Members of the Spring Creek Coalition first raised concerns about potential impacts of the planned poultry operation, which would have housed 300,000 chickens at the headwaters of one of Oklahoma’s most pristine streams.
The community effort soon intensified as people connected with the Oaks Mission and learned more about the historic significance of the site, a recognized arrival location on the Trail of Tears in the 1830s.
Poultry farm operators Tran Tran LLC had cleared land in preparation for building the houses for production for Simmons Foods before many area residents realized what was happening. After environmental attorney David Page of Barber & Bartz in Tulsa contacted Simmons, the operators agreed to halt construction and offer the land for sale.
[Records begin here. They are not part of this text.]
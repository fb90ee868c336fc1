use std::collections::BTreeSet;

use serde::{Deserialize, Serialize};
use thiserror::Error;

#[derive(Debug, Clone, Serialize, Deserialize, PartialEq)]
pub struct Resource {
    pub title: String,
    pub url: String,
}

/// One unit of the learning plan.
#[derive(Debug, Clone, Serialize, Deserialize, PartialEq)]
pub struct Week {
    pub week: u32,
    pub topic: String,
    #[serde(default)]
    pub learning_objectives: Vec<String>,
    #[serde(default)]
    pub project_idea: String,
    #[serde(default)]
    pub resources: Vec<Resource>,
}

#[derive(Debug, Clone, Serialize, Deserialize, PartialEq)]
pub struct CareerAdvice {
    #[serde(default)]
    pub identified_skill_gaps: Vec<String>,
    #[serde(default)]
    pub suggested_portfolio_projects: Vec<String>,
    #[serde(default)]
    pub personalized_learning_path: Vec<Week>,
}

/// Advice as returned by the generator and persisted verbatim.
#[derive(Debug, Clone, Serialize, Deserialize, PartialEq)]
pub struct CareerAdviceResponse {
    pub career_advice: CareerAdvice,
    #[serde(default, skip_serializing_if = "Option::is_none")]
    pub role_fit_score: Option<u32>,
}

#[derive(Debug, Clone, PartialEq, Eq, Error)]
pub enum PlanError {
    #[error("learning path contains week {0} more than once")]
    DuplicateWeek(u32),
}

impl CareerAdviceResponse {
    pub fn weeks(&self) -> &[Week] {
        &self.career_advice.personalized_learning_path
    }

    pub fn week_numbers(&self) -> BTreeSet<u32> {
        self.weeks().iter().map(|w| w.week).collect()
    }

    pub fn contains_week(&self, week: u32) -> bool {
        self.weeks().iter().any(|w| w.week == week)
    }

    /// Orders the learning path by week number, rejecting duplicates.
    pub fn validated(mut self) -> Result<Self, PlanError> {
        let path = &mut self.career_advice.personalized_learning_path;
        path.sort_by_key(|w| w.week);
        if let Some(pair) = path.windows(2).find(|pair| pair[0].week == pair[1].week) {
            return Err(PlanError::DuplicateWeek(pair[0].week));
        }
        Ok(self)
    }
}

#[cfg(test)]
pub(crate) fn sample_advice(weeks: &[u32]) -> CareerAdviceResponse {
    CareerAdviceResponse {
        career_advice: CareerAdvice {
            identified_skill_gaps: vec!["Distributed systems".to_string()],
            suggested_portfolio_projects: vec!["Build a feature store".to_string()],
            personalized_learning_path: weeks
                .iter()
                .map(|&week| Week {
                    week,
                    topic: format!("Topic {week}"),
                    learning_objectives: vec![format!("Objective {week}")],
                    project_idea: format!("Project {week}"),
                    resources: vec![Resource {
                        title: format!("Reading {week}"),
                        url: format!("https://example.com/{week}"),
                    }],
                })
                .collect(),
        },
        role_fit_score: Some(72),
    }
}

/// A sorted set of plan weeks paired with a sorted subset of them.
#[cfg(test)]
pub(crate) fn weeks_with_subset() -> impl proptest::strategy::Strategy<Value = (Vec<u32>, Vec<u32>)> {
    use proptest::prelude::*;

    prop::collection::btree_set(1u32..=26, 1..10).prop_flat_map(|weeks| {
        let weeks: Vec<u32> = weeks.into_iter().collect();
        let len = weeks.len();
        (Just(weeks.clone()), prop::sample::subsequence(weeks, 0..=len))
    })
}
Spring Creek Coalition member Emily Oakley spearheaded the effort and created a GoFundMe page to raise money for possible down payment on the land if a single buyer had not come forward. The page notes that if a buyer did come forward, the money would go to the nonprofit coalition for preservation efforts. The page was closed this week with just over $9,100 raised.
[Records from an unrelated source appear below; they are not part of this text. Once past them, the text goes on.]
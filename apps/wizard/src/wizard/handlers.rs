//! Axum route handlers for the wizard flow.

use axum::{
    body::Bytes,
    extract::{
        multipart::MultipartRejection,
        rejection::BytesRejection,
        Multipart, State,
    },
    Json,
};
use serde::Deserialize;

use crate::collaborators::ResumeUpload;
use crate::errors::AppError;
use crate::extract::{JsonBody, QueryParams};
use crate::models::session::Level;
use crate::state::AppState;
use crate::wizard::{WizardError, WizardView};

const RESUME_FIELD: &str = "file";

#[derive(Debug, Deserialize)]
pub struct OnboardingRequest {
    #[serde(default)]
    pub role: String,
    #[serde(default)]
    pub level: Option<String>,
}

#[derive(Debug, Deserialize)]
pub struct AnalyzeRequest {
    #[serde(default)]
    pub cv_text: Option<String>,
}

#[derive(Debug, Deserialize)]
pub struct ResetQuery {
    #[serde(default)]
    pub confirm: bool,
}

/// GET /api/v1/wizard
pub async fn handle_get_wizard(State(state): State<AppState>) -> Json<WizardView> {
    Json(state.wizard.view().await)
}

/// POST /api/v1/wizard/onboarding
pub async fn handle_onboarding(
    State(state): State<AppState>,
    JsonBody(req): JsonBody<OnboardingRequest>,
) -> Result<Json<WizardView>, AppError> {
    let level = req
        .level
        .as_deref()
        .map(str::trim)
        .filter(|l| !l.is_empty())
        .map(str::parse::<Level>)
        .transpose()
        .map_err(|e| WizardError::Validation(e.to_string()))?;

    Ok(Json(state.wizard.submit_onboarding(&req.role, level).await?))
}

/// POST /api/v1/wizard/resume (multipart, field `file`)
pub async fn handle_upload_resume(
    State(state): State<AppState>,
    multipart: Result<Multipart, MultipartRejection>,
) -> Result<Json<WizardView>, AppError> {
    let mut multipart = multipart?;
    let mut upload = None;

    while let Some(field) = multipart
        .next_field()
        .await
        .map_err(|e| AppError::Validation(format!("Invalid upload: {e}")))?
    {
        if field.name() != Some(RESUME_FIELD) {
            continue;
        }
        let filename = field.file_name().unwrap_or_default().to_string();
        let content_type = field.content_type().map(str::to_string);
        let bytes = field
            .bytes()
            .await
            .map_err(|e| AppError::Validation(format!("Invalid upload: {e}")))?;

        // Browsers send an empty part when no file was chosen.
        if !filename.is_empty() && !bytes.is_empty() {
            upload = Some(ResumeUpload {
                filename,
                content_type,
                bytes,
            });
        }
        break;
    }

    Ok(Json(state.wizard.upload_resume(upload).await?))
}

/// POST /api/v1/wizard/profile
///
/// An empty body analyzes the last uploaded résumé. A body that is present
/// but not a valid `AnalyzeRequest` is rejected.
pub async fn handle_analyze_profile(
    State(state): State<AppState>,
    body: Result<Bytes, BytesRejection>,
) -> Result<Json<WizardView>, AppError> {
    let body = body?;
    let cv_text = if body.iter().all(u8::is_ascii_whitespace) {
        None
    } else {
        serde_json::from_slice::<AnalyzeRequest>(&body)
            .map_err(|e| AppError::Validation(format!("Invalid request body: {e}")))?
            .cv_text
    };
    Ok(Json(state.wizard.analyze_profile(cv_text).await?))
}

/// POST /api/v1/wizard/advice
pub async fn handle_generate_advice(
    State(state): State<AppState>,
) -> Result<Json<WizardView>, AppError> {
    Ok(Json(state.wizard.generate_advice().await?))
}

/// DELETE /api/v1/wizard?confirm=true
pub async fn handle_reset(
    State(state): State<AppState>,
    QueryParams(params): QueryParams<ResetQuery>,
) -> Result<Json<WizardView>, AppError> {
    Ok(Json(state.wizard.reset_all(params.confirm).await?))
}
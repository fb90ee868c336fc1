use std::collections::BTreeMap;
use std::sync::{Arc, Mutex, MutexGuard};

use super::{apply_to_map, KeyValueStore, StoreError, StoreWrite};

/// In-memory store. Clones share the same map, so a test can keep a handle
/// and inspect what the wizard wrote.
#[derive(Debug, Clone, Default)]
pub struct MemoryStore {
    entries: Arc<Mutex<BTreeMap<String, String>>>,
}

impl MemoryStore {
    pub fn new() -> Self {
        Self::default()
    }

    #[cfg(test)]
    pub fn keys(&self) -> Vec<String> {
        self.lock().keys().cloned().collect()
    }

    fn lock(&self) -> MutexGuard<'_, BTreeMap<String, String>> {
        self.entries.lock().unwrap_or_else(|poisoned| poisoned.into_inner())
    }
}

impl KeyValueStore for MemoryStore {
    fn get(&self, key: &str) -> Option<String> {
        self.lock().get(key).cloned()
    }

    fn apply(&mut self, batch: Vec<StoreWrite>) -> Result<(), StoreError> {
        apply_to_map(&mut self.lock(), batch);
        Ok(())
    }

    fn clear(&mut self) -> Result<(), StoreError> {
        self.lock().clear();
        Ok(())
    }
}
“It’s super, unbelievably exciting that this worked out the way it did,” Oakley said. “I am grateful that (the Cherokee Nation) got it, incredibly appreciative and relieved. I’m sure whatever they decide to do with it, it will be the perfect thing for that property.”
The history of the site near the Oaks Mission begins with Moravians, a pietistic German sect who settled in North Carolina in the mid-1700s and were the first to do Christian missionary work with the Cherokees. Since 2008 the CN has been supporting work in the Moravian Archives in North Carolina for creation of a book series translation of Moravian diaries, hand-written in old German, that are said to be the earliest and longest-running written account of daily life among the Cherokees.
During the Cherokees’ forced relocation in the 1830s, the Moravian missionaries established a new mission in eastern Oklahoma. Remnants of the Spring House still stand near the present-day Oaks Mission at the headwaters of Spring Creek. The Moravians ultimately closed the mission, but it was reopened as a Lutheran mission in 1902. Today the Oaks Indian Mission is a residential school for children.
The nearby cemetery contains grave sites, many unmarked, of the early missionaries as well as Cherokees who endured the forced relocation.
Oaks Mission Executive Director Don Marshall said he was “almost giddy” at hearing news of the land sale to the Cherokee Nation.
“It’s really incredible, given where things stood just a month ago,” he said. “Our heads are spinning with the turn of events here. We are incredibly happy and grateful.”
Both Oakley and Pam Kingfisher, who created the Facebook group Spring Creek Guardians, said the experience at Oaks has ignited a new awareness about poultry house construction in Delaware County.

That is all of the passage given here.